Extracted records START

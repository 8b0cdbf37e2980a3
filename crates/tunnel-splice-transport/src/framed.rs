// Copyright 2024-2026 Farlight Networks, LLC
//
// Licensed under the Apache License, Version 2.0 (the "License");
// you may not use this file except in compliance with the License.
// You may obtain a copy of the License at
//
//     http://www.apache.org/licenses/LICENSE-2.0
//
// Unless required by applicable law or agreed to in writing, software
// distributed under the License is distributed on an "AS IS" BASIS,
// WITHOUT WARRANTIES OR CONDITIONS OF ANY KIND, either express or implied.
// See the License for the specific language governing permissions and
// limitations under the License.

//! Framed byte-stream realization of the half-stream traits.
//!
//! Wraps any `AsyncRead`/`AsyncWrite` pair and speaks length-prefixed,
//! codec-encoded [`TunnelMessage`] frames over it. This is how embeddings
//! without a message-native transport (plain TCP, a QUIC stream, a test
//! duplex) join the brokerage.

use crate::error::TransportError;
use crate::traits::{MessageReader, MessageWriter, StreamInfo, TunnelStream};
use tokio::io::{AsyncRead, AsyncReadExt, AsyncWrite, AsyncWriteExt};
use tracing::{trace, warn};
use tunnel_splice_wire::{BincodeCodec, Codec, FrameReader, FrameWriter, TunnelMessage};

const READ_CHUNK: usize = 4096;

/// A [`TunnelStream`] over a raw byte-stream pair.
pub struct FramedStream<R, W> {
    info: StreamInfo,
    read: R,
    write: W,
}

impl<R, W> FramedStream<R, W>
where
    R: AsyncRead + Send + Unpin + 'static,
    W: AsyncWrite + Send + Unpin + 'static,
{
    /// Creates a framed stream over the given byte-stream halves.
    pub fn new(info: StreamInfo, read: R, write: W) -> Self {
        Self { info, read, write }
    }
}

impl<R, W> TunnelStream for FramedStream<R, W>
where
    R: AsyncRead + Send + Unpin + 'static,
    W: AsyncWrite + Send + Unpin + 'static,
{
    type Reader = FramedReader<R>;
    type Writer = FramedWriter<W>;

    fn info(&self) -> &StreamInfo {
        &self.info
    }

    fn into_split(self) -> (Self::Reader, Self::Writer) {
        (FramedReader::new(self.read), FramedWriter::new(self.write))
    }
}

/// Reads codec-encoded frames off a byte stream.
pub struct FramedReader<R> {
    read: R,
    frames: FrameReader,
    codec: BincodeCodec,
    chunk: Vec<u8>,
}

impl<R: AsyncRead + Send + Unpin + 'static> FramedReader<R> {
    /// Creates a framed reader over the byte stream's read half.
    pub fn new(read: R) -> Self {
        Self {
            read,
            frames: FrameReader::with_capacity(READ_CHUNK),
            codec: BincodeCodec::new(),
            chunk: vec![0u8; READ_CHUNK],
        }
    }
}

impl<R: AsyncRead + Send + Unpin + 'static> MessageReader for FramedReader<R> {
    type Error = TransportError;

    async fn recv(&mut self) -> Result<Option<TunnelMessage>, Self::Error> {
        loop {
            match self.frames.next_frame() {
                Ok(Some(frame)) => {
                    let message: TunnelMessage = self.codec.decode(&frame)?;
                    trace!(code = %message.code, len = frame.len(), "received frame");
                    return Ok(Some(message));
                }
                Ok(None) => {}
                Err(e) => {
                    warn!(error = %e, "frame parse error");
                    return Err(e.into());
                }
            }

            let n = self.read.read(&mut self.chunk).await?;
            if n == 0 {
                if self.frames.buffered_len() > 0 {
                    warn!(
                        buffered = self.frames.buffered_len(),
                        "byte stream closed mid-frame"
                    );
                    return Err(TransportError::PartialFrame(self.frames.buffered_len()));
                }
                trace!("byte stream closed");
                return Ok(None);
            }
            self.frames.extend(&self.chunk[..n]);
        }
    }
}

/// Writes codec-encoded frames onto a byte stream.
pub struct FramedWriter<W> {
    write: W,
    frames: FrameWriter,
    codec: BincodeCodec,
}

impl<W: AsyncWrite + Send + Unpin + 'static> FramedWriter<W> {
    /// Creates a framed writer over the byte stream's write half.
    pub fn new(write: W) -> Self {
        Self {
            write,
            frames: FrameWriter::with_capacity(READ_CHUNK),
            codec: BincodeCodec::new(),
        }
    }
}

impl<W: AsyncWrite + Send + Unpin + 'static> MessageWriter for FramedWriter<W> {
    type Error = TransportError;

    async fn send(&mut self, message: TunnelMessage) -> Result<(), Self::Error> {
        let encoded = self.codec.encode(&message)?;
        self.frames.push_frame(&encoded)?;
        let bytes = self.frames.take_bytes();
        trace!(code = %message.code, len = bytes.len(), "sending frame");
        self.write.write_all(&bytes).await?;
        self.write.flush().await?;
        Ok(())
    }

    async fn close(mut self) -> Result<(), Self::Error> {
        self.write.shutdown().await?;
        Ok(())
    }
}

#[cfg(test)]
mod tests {
    use super::*;
    use tunnel_splice_wire::{encode_frame, ConnId, SessionId};

    fn test_info(session: &str) -> StreamInfo {
        StreamInfo::new(ConnId::new(b"fc".as_slice()), SessionId::from(session))
    }

    #[tokio::test]
    async fn frames_cross_a_duplex_pair() {
        let (near, far) = tokio::io::duplex(256);
        let (near_read, near_write) = tokio::io::split(near);
        let (far_read, far_write) = tokio::io::split(far);

        let near = FramedStream::new(test_info("client-1"), near_read, near_write);
        let far = FramedStream::new(test_info("agent:1"), far_read, far_write);

        let (_near_rx, mut near_tx) = near.into_split();
        let (mut far_rx, _far_tx) = far.into_split();

        near_tx
            .send(TunnelMessage::open(
                ConnId::new(b"fc".as_slice()),
                "client-1".into(),
            ))
            .await
            .expect("send should succeed");
        near_tx
            .send(TunnelMessage::data(b"tunnel bytes".to_vec()))
            .await
            .expect("send should succeed");

        let open = far_rx
            .recv()
            .await
            .expect("recv should succeed")
            .expect("should have frame");
        assert_eq!(open.conn_id, Some(ConnId::new(b"fc".as_slice())));

        let data = far_rx
            .recv()
            .await
            .expect("recv should succeed")
            .expect("should have frame");
        assert_eq!(data.payload, b"tunnel bytes");
    }

    #[tokio::test]
    async fn shutdown_delivers_eof() {
        let (near, far) = tokio::io::duplex(256);
        let (near_read, near_write) = tokio::io::split(near);
        let (far_read, far_write) = tokio::io::split(far);

        let near = FramedStream::new(test_info("client-1"), near_read, near_write);
        let far = FramedStream::new(test_info("agent:1"), far_read, far_write);

        let (_near_rx, near_tx) = near.into_split();
        let (mut far_rx, _far_tx) = far.into_split();

        near_tx.close().await.expect("close should succeed");
        drop(_near_rx);
        assert!(far_rx.recv().await.expect("recv should succeed").is_none());
    }

    #[tokio::test]
    async fn close_mid_frame_is_an_error() {
        let (near, far) = tokio::io::duplex(256);
        let (_near_read, mut near_write) = tokio::io::split(near);
        let (far_read, _far_write) = tokio::io::split(far);

        // A valid frame header plus half the payload, then shutdown.
        let frame = encode_frame(b"truncated payload").expect("encode should succeed");
        near_write
            .write_all(&frame[..frame.len() / 2])
            .await
            .expect("write should succeed");
        near_write.shutdown().await.expect("shutdown should succeed");

        let mut far_rx = FramedReader::new(far_read);
        assert!(matches!(
            far_rx.recv().await,
            Err(TransportError::PartialFrame(_))
        ));
    }
}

Extracted records END

About this exercise
Could you write out all of the entries precisely as they stand?

Written response
repository 8b0cdbf37e2980a3
filename crates/tunnel-splice-transport/src/framed.rs
// Copyright 2024-2026 Farlight Networks, LLC
//
// Licensed under the Apache License, Version 2.0 (the "License");
// you may not use this file except in compliance with the License.
// You may obtain a copy of the License at
//
//     http://www.apache.org/licenses/LICENSE-2.0
//
// Unless required by applicable law or agreed to in writing, software
// distributed under the License is distributed on an "AS IS" BASIS,
// WITHOUT WARRANTIES OR CONDITIONS OF ANY KIND, either express or implied.
// See the License for the specific language governing permissions and
// limitations under the License.

//! Framed byte-stream realization of the half-stream traits.
//!
//! Wraps any `AsyncRead`/`AsyncWrite` pair and speaks length-prefixed,
//! codec-encoded [`TunnelMessage`] frames over it. This is how embeddings
//! without a message-native transport (plain TCP, a QUIC stream, a test
//! duplex) join the brokerage.

use crate::error::TransportError;
use crate::traits::{MessageReader, MessageWriter, StreamInfo, TunnelStream};
use tokio::io::{AsyncRead, AsyncReadExt, AsyncWrite, AsyncWriteExt};
use tracing::{trace, warn};
use tunnel_splice_wire::{BincodeCodec, Codec, FrameReader, FrameWriter, TunnelMessage};

const READ_CHUNK: usize = 4096;

/// A [`TunnelStream`] over a raw byte-stream pair.
pub struct FramedStream<R, W> {
    info: StreamInfo,
    read: R,
    write: W,
}

impl<R, W> FramedStream<R, W>
where
    R: AsyncRead + Send + Unpin + 'static,
    W: AsyncWrite + Send + Unpin + 'static,
{
    /// Creates a framed stream over the given byte-stream halves.
    pub fn new(info: StreamInfo, read: R, write: W) -> Self {
        Self { info, read, write }
    }
}

impl<R, W> TunnelStream for FramedStream<R, W>
where
    R: AsyncRead + Send + Unpin + 'static,
    W: AsyncWrite + Send + Unpin + 'static,
{
    type Reader = FramedReader<R>;
    type Writer = FramedWriter<W>;

    fn info(&self) -> &StreamInfo {
        &self.info
    }

    fn into_split(self) -> (Self::Reader, Self::Writer) {
        (FramedReader::new(self.read), FramedWriter::new(self.write))
    }
}

/// Reads codec-encoded frames off a byte stream.
pub struct FramedReader<R> {
    read: R,
    frames: FrameReader,
    codec: BincodeCodec,
    chunk: Vec<u8>,
}

impl<R: AsyncRead + Send + Unpin + 'static> FramedReader<R> {
    /// Creates a framed reader over the byte stream's read half.
    pub fn new(read: R) -> Self {
        Self {
            read,
            frames: FrameReader::with_capacity(READ_CHUNK),
            codec: BincodeCodec::new(),
            chunk: vec![0u8; READ_CHUNK],
        }
    }
}

impl<R: AsyncRead + Send + Unpin + 'static> MessageReader for FramedReader<R> {
    type Error = TransportError;

    async fn recv(&mut self) -> Result<Option<TunnelMessage>, Self::Error> {
        loop {
            match self.frames.next_frame() {
                Ok(Some(frame)) => {
                    let message: TunnelMessage = self.codec.decode(&frame)?;
                    trace!(code = %message.code, len = frame.len(), "received frame");
                    return Ok(Some(message));
                }
                Ok(None) => {}
                Err(e) => {
                    warn!(error = %e, "frame parse error");
                    return Err(e.into());
                }
            }

            let n = self.read.read(&mut self.chunk).await?;
            if n == 0 {
                if self.frames.buffered_len() > 0 {
                    warn!(
                        buffered = self.frames.buffered_len(),
                        "byte stream closed mid-frame"
                    );
                    return Err(TransportError::PartialFrame(self.frames.buffered_len()));
                }
                trace!("byte stream closed");
                return Ok(None);
            }
            self.frames.extend(&self.chunk[..n]);
        }
    }
}

/// Writes codec-encoded frames onto a byte stream.
pub struct FramedWriter<W> {
    write: W,
    frames: FrameWriter,
    codec: BincodeCodec,
}

impl<W: AsyncWrite + Send + Unpin + 'static> FramedWriter<W> {
    /// Creates a framed writer over the byte stream's write half.
    pub fn new(write: W) -> Self {
        Self {
            write,
            frames: FrameWriter::with_capacity(READ_CHUNK),
            codec: BincodeCodec::new(),
        }
    }
}

impl<W: AsyncWrite + Send + Unpin + 'static> MessageWriter for FramedWriter<W> {
    type Error = TransportError;

    async fn send(&mut self, message: TunnelMessage) -> Result<(), Self::Error> {
        let encoded = self.codec.encode(&message)?;
        self.frames.push_frame(&encoded)?;
        let bytes = self.frames.take_bytes();
        trace!(code = %message.code, len = bytes.len(), "sending frame");
        self.write.write_all(&bytes).await?;
        self.write.flush().await?;
        Ok(())
    }

    async fn close(mut self) -> Result<(), Self::Error> {
        self.write.shutdown().await?;
        Ok(())
    }
}

#[cfg(test)]
mod tests {
    use super::*;
    use tunnel_splice_wire::{encode_frame, ConnId, SessionId};

    fn test_info(session: &str) -> StreamInfo {
        StreamInfo::new(ConnId::new(b"fc".as_slice()), SessionId::from(session))
    }

    #[tokio::test]
    async fn frames_cross_a_duplex_pair() {
        let (near, far) = tokio::io::duplex(256);
        let (near_read, near_write) = tokio::io::split(near);
        let (far_read, far_write) = tokio::io::split(far);

        let near = FramedStream::new(test_info("client-1"), near_read, near_write);
        let far = FramedStream::new(test_info("agent:1"), far_read, far_write);

        let (_near_rx, mut near_tx) = near.into_split();
        let (mut far_rx, _far_tx) = far.into_split();

        near_tx
            .send(TunnelMessage::open(
                ConnId::new(b"fc".as_slice()),
                "client-1".into(),
            ))
            .await
            .expect("send should succeed");
        near_tx
            .send(TunnelMessage::data(b"tunnel bytes".to_vec()))
            .await
            .expect("send should succeed");

        let open = far_rx
            .recv()
            .await
            .expect("recv should succeed")
            .expect("should have frame");
        assert_eq!(open.conn_id, Some(ConnId::new(b"fc".as_slice())));

        let data = far_rx
            .recv()
            .await
            .expect("recv should succeed")
            .expect("should have frame");
        assert_eq!(data.payload, b"tunnel bytes");
    }

    #[tokio::test]
    async fn shutdown_delivers_eof() {
        let (near, far) = tokio::io::duplex(256);
        let (near_read, near_write) = tokio::io::split(near);
        let (far_read, far_write) = tokio::io::split(far);

        let near = FramedStream::new(test_info("client-1"), near_read, near_write);
        let far = FramedStream::new(test_info("agent:1"), far_read, far_write);

        let (_near_rx, near_tx) = near.into_split();
        let (mut far_rx, _far_tx) = far.into_split();

        near_tx.close().await.expect("close should succeed");
        drop(_near_rx);
        assert!(far_rx.recv().await.expect("recv should succeed").is_none());
    }

    #[tokio::test]
    async fn close_mid_frame_is_an_error() {
        let (near, far) = tokio::io::duplex(256);
        let (_near_read, mut near_write) = tokio::io::split(near);
        let (far_read, _far_write) = tokio::io::split(far);

        // A valid frame header plus half the payload, then shutdown.
        let frame = encode_frame(b"truncated payload").expect("encode should succeed");
        near_write
            .write_all(&frame[..frame.len() / 2])
            .await
            .expect("write should succeed");
        near_write.shutdown().await.expect("shutdown should succeed");

        let mut far_rx = FramedReader::new(far_read);
        assert!(matches!(
            far_rx.recv().await,
            Err(TransportError::PartialFrame(_))
        ));
    }
}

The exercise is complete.